===== RECORDS FOR THIS TASK =====
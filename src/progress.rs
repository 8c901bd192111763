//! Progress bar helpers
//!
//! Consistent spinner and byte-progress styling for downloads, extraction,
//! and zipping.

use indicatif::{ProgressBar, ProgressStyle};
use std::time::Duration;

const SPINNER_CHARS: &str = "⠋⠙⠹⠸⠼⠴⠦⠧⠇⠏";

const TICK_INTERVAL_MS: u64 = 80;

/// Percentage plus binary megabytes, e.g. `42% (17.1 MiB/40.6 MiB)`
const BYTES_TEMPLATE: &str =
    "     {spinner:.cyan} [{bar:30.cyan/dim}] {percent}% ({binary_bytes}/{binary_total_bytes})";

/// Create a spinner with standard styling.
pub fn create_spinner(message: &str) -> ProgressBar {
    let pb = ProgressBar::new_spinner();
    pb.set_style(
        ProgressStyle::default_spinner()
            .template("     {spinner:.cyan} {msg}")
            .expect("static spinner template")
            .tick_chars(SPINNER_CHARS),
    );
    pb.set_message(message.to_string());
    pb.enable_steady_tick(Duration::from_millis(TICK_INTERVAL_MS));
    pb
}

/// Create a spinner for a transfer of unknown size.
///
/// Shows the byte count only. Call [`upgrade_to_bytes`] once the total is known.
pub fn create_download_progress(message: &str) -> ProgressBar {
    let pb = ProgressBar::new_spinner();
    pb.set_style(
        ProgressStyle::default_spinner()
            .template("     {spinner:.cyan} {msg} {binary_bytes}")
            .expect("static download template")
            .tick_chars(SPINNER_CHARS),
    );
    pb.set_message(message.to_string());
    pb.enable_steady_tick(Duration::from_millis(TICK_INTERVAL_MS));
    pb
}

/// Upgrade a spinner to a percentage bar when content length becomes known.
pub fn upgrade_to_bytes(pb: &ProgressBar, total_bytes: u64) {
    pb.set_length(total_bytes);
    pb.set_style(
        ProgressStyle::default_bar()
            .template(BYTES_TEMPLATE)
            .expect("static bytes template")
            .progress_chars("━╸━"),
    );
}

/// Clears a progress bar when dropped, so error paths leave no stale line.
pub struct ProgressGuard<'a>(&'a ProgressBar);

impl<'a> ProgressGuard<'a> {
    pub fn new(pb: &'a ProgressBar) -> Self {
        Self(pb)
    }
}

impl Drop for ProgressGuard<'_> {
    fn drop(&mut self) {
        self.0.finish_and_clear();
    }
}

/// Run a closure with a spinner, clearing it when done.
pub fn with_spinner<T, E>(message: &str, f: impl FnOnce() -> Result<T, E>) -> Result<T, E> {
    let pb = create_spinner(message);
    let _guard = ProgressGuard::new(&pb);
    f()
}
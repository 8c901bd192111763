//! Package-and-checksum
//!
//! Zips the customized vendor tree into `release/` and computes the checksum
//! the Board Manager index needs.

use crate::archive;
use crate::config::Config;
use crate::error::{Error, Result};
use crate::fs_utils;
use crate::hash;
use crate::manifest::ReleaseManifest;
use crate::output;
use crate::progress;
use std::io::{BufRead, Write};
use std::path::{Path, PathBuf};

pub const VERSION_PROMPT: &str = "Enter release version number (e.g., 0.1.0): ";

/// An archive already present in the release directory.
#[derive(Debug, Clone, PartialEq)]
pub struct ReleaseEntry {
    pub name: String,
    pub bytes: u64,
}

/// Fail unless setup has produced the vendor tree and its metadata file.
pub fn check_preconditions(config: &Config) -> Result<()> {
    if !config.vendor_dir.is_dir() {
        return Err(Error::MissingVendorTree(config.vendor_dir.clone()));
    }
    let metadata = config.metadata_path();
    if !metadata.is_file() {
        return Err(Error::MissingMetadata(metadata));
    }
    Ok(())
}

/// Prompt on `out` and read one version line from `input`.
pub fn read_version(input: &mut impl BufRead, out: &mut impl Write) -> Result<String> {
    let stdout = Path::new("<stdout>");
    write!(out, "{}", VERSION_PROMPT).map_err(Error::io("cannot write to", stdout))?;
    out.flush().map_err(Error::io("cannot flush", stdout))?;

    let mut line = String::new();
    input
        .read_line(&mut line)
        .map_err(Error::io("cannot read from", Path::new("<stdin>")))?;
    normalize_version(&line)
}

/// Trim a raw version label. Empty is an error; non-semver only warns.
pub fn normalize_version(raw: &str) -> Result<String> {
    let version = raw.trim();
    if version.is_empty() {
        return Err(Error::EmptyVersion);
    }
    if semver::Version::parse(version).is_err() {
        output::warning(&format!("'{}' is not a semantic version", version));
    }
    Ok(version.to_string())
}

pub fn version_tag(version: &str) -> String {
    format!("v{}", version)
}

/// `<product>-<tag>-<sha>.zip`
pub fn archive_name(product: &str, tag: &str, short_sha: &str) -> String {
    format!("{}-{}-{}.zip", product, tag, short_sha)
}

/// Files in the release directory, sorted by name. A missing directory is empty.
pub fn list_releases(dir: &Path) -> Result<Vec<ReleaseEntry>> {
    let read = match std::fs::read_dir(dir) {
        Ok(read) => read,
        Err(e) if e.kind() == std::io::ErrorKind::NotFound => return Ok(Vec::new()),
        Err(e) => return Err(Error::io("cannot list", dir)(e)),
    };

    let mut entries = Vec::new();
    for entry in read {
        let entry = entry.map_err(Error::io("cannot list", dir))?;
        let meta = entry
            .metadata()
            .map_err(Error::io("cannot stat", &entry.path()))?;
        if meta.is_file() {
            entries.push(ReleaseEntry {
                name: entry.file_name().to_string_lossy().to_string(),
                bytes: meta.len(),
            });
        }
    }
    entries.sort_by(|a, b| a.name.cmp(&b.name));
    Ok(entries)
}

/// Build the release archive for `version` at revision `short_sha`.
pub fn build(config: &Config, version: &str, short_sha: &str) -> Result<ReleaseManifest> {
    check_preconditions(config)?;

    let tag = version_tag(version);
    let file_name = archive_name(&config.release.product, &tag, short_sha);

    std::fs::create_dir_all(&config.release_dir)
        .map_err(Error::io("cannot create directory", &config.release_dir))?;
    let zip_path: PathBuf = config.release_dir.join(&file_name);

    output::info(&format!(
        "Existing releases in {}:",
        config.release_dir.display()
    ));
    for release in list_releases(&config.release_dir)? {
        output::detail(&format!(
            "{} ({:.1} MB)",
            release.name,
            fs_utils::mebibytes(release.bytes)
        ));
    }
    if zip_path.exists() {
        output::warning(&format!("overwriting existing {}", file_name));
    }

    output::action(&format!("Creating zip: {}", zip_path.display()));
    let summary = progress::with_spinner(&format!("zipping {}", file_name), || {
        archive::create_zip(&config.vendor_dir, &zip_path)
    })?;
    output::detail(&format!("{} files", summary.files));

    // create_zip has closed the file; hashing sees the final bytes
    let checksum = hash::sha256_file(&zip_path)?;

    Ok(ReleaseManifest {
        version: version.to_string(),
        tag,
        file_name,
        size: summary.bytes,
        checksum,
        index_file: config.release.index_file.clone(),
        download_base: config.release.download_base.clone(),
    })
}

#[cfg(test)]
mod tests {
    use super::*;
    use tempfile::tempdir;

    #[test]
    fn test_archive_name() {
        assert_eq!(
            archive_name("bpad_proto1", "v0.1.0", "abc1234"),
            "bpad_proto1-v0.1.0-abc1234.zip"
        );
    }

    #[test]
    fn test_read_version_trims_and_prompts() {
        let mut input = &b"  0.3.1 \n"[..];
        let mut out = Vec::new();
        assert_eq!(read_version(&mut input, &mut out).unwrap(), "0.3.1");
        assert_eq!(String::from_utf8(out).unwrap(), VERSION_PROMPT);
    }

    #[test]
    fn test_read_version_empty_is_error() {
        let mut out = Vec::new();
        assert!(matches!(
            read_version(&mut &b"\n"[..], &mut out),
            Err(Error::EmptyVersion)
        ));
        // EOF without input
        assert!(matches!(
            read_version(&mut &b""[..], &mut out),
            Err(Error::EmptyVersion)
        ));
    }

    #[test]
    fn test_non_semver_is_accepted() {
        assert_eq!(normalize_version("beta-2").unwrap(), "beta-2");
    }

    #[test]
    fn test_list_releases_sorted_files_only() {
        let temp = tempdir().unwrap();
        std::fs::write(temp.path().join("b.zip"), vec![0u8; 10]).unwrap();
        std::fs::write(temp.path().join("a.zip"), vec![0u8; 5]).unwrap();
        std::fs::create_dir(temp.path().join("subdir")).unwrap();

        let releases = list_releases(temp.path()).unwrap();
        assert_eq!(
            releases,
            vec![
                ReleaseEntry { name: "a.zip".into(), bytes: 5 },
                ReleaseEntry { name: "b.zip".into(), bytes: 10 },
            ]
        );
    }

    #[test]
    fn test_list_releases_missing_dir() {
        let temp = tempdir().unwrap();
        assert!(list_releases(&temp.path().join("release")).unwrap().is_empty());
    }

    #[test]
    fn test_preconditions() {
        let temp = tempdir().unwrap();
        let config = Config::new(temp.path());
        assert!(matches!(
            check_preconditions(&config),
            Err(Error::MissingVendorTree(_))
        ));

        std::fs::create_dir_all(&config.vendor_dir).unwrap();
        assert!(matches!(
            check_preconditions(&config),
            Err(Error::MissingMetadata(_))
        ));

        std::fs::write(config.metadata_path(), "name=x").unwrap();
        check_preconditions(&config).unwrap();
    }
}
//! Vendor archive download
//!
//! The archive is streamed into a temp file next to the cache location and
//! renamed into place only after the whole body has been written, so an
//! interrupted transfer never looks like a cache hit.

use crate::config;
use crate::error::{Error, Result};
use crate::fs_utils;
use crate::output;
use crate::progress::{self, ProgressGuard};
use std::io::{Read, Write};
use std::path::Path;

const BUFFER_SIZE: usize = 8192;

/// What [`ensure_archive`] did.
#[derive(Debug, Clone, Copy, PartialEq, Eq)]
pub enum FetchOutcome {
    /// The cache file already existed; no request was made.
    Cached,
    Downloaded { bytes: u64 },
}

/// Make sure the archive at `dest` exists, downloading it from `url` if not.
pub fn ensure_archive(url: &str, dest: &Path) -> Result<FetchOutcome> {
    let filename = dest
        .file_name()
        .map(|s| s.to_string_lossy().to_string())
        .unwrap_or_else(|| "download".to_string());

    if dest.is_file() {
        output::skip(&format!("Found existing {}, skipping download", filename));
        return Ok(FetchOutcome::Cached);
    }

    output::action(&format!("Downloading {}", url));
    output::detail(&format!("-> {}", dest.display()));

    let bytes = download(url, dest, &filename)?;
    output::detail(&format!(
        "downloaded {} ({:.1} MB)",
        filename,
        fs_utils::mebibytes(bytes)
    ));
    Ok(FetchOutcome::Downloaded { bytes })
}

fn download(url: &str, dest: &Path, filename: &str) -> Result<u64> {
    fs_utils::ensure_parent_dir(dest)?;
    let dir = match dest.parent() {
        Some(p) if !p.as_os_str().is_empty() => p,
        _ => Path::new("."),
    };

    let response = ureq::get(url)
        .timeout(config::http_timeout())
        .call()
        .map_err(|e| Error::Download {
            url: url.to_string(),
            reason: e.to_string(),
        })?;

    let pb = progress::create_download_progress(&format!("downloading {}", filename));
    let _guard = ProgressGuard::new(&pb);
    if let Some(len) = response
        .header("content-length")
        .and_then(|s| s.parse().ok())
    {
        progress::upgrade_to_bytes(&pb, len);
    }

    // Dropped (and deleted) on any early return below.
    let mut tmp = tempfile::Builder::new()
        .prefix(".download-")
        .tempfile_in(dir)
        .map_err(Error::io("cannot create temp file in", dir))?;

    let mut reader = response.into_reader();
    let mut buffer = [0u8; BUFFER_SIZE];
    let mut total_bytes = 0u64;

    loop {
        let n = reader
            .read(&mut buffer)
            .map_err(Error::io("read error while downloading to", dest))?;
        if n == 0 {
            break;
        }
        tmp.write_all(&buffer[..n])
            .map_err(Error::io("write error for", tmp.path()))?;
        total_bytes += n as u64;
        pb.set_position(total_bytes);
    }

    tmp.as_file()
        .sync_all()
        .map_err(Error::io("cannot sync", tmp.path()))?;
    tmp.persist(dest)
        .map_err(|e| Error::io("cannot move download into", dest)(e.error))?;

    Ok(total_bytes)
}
=====
===== RECORDS FOR THIS TASK =====
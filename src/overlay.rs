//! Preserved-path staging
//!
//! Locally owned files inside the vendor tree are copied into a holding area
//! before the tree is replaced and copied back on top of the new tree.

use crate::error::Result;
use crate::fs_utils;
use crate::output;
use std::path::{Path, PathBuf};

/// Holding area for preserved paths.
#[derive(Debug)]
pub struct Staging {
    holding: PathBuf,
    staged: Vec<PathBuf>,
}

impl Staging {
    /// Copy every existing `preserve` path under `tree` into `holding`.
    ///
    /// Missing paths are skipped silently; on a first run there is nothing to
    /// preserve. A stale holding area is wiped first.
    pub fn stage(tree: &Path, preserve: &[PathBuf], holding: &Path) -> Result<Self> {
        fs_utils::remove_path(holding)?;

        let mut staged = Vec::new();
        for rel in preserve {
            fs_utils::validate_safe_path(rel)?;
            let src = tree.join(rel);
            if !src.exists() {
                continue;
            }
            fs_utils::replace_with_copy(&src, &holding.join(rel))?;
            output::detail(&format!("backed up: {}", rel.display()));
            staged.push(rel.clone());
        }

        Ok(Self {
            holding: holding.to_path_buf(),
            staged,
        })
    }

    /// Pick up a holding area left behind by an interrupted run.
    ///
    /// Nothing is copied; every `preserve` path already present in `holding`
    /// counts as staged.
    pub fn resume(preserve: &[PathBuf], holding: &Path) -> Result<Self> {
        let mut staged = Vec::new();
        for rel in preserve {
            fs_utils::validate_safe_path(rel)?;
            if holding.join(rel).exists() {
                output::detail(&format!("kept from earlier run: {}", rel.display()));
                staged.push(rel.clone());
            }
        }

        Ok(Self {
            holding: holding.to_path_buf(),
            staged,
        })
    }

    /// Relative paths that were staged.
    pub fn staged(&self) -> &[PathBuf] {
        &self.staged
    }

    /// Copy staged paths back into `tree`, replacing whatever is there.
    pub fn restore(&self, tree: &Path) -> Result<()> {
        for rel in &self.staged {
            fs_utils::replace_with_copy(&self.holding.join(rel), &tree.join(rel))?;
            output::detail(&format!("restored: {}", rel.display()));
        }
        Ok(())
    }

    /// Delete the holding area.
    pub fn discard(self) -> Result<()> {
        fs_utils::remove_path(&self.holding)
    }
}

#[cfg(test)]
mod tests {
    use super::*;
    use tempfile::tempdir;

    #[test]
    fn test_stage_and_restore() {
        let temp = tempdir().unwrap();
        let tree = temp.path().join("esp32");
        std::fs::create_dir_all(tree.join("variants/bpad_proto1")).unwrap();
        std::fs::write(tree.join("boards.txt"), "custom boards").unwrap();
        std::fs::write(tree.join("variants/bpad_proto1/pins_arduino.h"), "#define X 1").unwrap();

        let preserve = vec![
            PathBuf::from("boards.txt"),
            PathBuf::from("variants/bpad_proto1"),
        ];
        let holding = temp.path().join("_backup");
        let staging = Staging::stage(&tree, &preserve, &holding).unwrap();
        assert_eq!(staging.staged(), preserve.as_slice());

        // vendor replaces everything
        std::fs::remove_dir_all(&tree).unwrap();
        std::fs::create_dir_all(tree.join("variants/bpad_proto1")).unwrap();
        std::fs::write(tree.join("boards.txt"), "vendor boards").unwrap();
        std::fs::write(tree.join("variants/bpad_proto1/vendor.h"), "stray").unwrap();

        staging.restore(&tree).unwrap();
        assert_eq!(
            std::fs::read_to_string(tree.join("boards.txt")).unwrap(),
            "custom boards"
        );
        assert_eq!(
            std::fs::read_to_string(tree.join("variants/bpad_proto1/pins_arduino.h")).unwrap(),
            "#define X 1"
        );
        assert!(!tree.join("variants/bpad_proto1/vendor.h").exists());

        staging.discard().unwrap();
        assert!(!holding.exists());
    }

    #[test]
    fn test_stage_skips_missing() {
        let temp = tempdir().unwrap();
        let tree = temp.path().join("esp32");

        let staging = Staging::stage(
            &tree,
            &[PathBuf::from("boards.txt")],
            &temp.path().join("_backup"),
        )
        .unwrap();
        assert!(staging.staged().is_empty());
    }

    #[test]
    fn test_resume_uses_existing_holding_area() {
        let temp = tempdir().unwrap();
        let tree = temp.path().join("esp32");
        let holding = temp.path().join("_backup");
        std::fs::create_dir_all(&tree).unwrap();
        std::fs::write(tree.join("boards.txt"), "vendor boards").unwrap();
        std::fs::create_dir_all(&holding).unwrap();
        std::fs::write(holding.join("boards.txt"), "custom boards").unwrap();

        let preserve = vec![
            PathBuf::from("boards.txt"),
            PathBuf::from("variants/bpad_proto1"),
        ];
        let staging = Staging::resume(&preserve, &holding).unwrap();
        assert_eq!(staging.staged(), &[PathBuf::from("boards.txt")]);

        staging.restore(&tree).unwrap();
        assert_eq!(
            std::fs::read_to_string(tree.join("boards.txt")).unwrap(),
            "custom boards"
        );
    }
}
=====
===== RECORDS FOR THIS TASK =====
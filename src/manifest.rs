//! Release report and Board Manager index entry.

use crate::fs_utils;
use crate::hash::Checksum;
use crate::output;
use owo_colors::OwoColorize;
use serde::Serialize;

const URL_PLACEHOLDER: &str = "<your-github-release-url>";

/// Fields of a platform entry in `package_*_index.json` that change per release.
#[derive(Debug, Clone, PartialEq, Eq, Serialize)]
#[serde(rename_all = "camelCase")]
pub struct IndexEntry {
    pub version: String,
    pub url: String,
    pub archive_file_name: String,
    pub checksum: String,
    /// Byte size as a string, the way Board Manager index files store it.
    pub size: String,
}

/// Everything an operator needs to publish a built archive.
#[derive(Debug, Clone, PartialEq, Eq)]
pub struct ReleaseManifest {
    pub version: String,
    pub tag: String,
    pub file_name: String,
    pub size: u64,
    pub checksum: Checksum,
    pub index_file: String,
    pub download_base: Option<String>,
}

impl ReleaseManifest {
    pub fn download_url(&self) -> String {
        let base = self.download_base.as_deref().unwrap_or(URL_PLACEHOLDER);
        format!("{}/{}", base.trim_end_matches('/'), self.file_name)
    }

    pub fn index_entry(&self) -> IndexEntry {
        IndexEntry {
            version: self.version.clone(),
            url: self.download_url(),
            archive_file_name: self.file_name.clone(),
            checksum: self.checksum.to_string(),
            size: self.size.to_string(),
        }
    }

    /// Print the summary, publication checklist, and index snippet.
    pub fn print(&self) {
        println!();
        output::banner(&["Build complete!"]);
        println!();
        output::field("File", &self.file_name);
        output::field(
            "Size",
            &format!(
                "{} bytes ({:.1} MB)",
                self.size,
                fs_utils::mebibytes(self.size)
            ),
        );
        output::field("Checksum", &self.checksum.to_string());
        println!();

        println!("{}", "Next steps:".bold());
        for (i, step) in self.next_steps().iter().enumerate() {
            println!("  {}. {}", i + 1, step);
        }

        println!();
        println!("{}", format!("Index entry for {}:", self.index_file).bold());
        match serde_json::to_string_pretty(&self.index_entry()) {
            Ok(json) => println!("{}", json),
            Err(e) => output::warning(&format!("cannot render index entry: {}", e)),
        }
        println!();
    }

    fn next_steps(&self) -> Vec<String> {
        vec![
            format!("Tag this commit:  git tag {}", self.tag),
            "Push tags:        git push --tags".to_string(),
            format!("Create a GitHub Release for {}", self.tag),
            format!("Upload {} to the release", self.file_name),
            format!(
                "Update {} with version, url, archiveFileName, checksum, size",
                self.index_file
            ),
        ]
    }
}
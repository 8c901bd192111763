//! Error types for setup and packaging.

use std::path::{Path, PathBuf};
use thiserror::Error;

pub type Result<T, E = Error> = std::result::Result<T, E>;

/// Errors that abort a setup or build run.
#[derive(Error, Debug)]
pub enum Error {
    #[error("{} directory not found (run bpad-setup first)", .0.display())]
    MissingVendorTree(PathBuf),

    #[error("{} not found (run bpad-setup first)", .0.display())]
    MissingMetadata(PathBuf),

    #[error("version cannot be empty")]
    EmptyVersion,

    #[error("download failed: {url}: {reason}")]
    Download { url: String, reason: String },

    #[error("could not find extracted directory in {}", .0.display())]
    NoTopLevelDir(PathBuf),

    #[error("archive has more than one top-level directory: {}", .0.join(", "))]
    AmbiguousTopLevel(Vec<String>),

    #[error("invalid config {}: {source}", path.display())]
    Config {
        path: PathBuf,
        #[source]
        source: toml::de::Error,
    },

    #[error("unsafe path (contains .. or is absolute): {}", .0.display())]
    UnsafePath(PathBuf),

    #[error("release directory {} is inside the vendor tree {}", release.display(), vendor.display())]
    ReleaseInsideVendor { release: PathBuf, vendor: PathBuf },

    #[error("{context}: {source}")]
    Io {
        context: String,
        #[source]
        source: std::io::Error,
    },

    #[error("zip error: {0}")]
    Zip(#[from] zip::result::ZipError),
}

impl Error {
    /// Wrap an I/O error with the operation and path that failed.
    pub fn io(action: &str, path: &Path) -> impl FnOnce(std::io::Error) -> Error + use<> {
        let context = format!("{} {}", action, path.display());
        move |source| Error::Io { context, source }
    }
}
=====
# [EXERCISE REQUIREMENTS]
Return all lines of the data in which the string "ProgressStyle" appears.

# [RESULT OF THIS TASK]
use indicatif::{ProgressBar, ProgressStyle};
        ProgressStyle::default_spinner()
        ProgressStyle::default_spinner()
        ProgressStyle::default_bar()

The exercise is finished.